I’m 60 years old and originally from Scunthorpe, but I lived in London 37 years.

‘It’s a very dangerous way of life. People have died on the streets.’

What brought you to York?
I’ve been a housing activist for over 30 years and have been involved in some high profile squats, direct action, things like that. When you are getting on a bit you need to have a break, so last year I came here to York, and on my first morning here I thought “Well, this looks nice”, and I ended up staying.

How did you become a housing activist?
When I was first homeless I started getting involved in different groups like CHAR, which campaigned for single homeless people. I got the bug for campaigning and just kept doing it.

What do you make of the current homelessness situation?
For those who have nothing, the current situation is an absolute disaster. There are people sleeping out in shop doorways in every town and city in the country. And it’s a very dangerous way of life. People have died on the streets. If you look around York you can see buildings with shops at the bottom and at the top they are absolutely empty. And we’ve got people sleeping out on the streets, which seems ridiculous to me.

Where does the responsibility for the current situation lie?
We are in a situation where young people are getting married and settling down but still living with their parents well into their thirties and forties. Everybody blames everybody else, but they don’t look at the people they elect. Some people might look at someone who comes from Eastern Europe and say “It’s their fault”, which is ridiculous. The blame lies with those people who make the law and control the finances. The fact of the matter is, there is no need for anyone to be sleeping on the streets in a civilised society and the question we have to ask is, we can send people to the moon, send information in a split second to the other side of the world, and yet we have people sleeping in shop doorways. What sane society is that?

Is there hope?
It’s going to be a long hard road. This change isn’t going to happen overnight. I’ve been campaigning on homelessness for over 30 years and it’s getting worse. But maybe it has to get worse before it gets better. When I see children walking down the street, I think, we have to do everything in our power to make sure they are not in a situation that many of our vendors are in now. Everyone can play their part.

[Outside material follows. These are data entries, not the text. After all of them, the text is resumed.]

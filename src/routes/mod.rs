use std::sync::Arc;

use axum::Router;

use crate::RecordStore;

mod health;
mod index;
mod measurements;

// ---

pub fn router(store: Arc<RecordStore>) -> Router {
    // ---
    Router::new()
        .merge(measurements::router())
        .merge(health::router())
        .merge(index::router())
        .with_state(store)
}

Why do you sell the magazine?
It’s an opportunity to speak to people about what’s going on. I direct them to my Facebook page Homeless Britain and I let them judge for themselves. It’s not about the money – it’s all about the love. And I like Big Issue North. It’s a good organisation. My customers tell me that they think it’s a good read. It’s definitely a bit more radical than some magazines.

What are your plans for 2017?
Last year, I set up a squat camp on a bit of unused land outside York, and we’ll be re-establishing that this year. We’ve got tents up there and I want to put a wood burner in there as well. I want it to be a place where other homeless people can come.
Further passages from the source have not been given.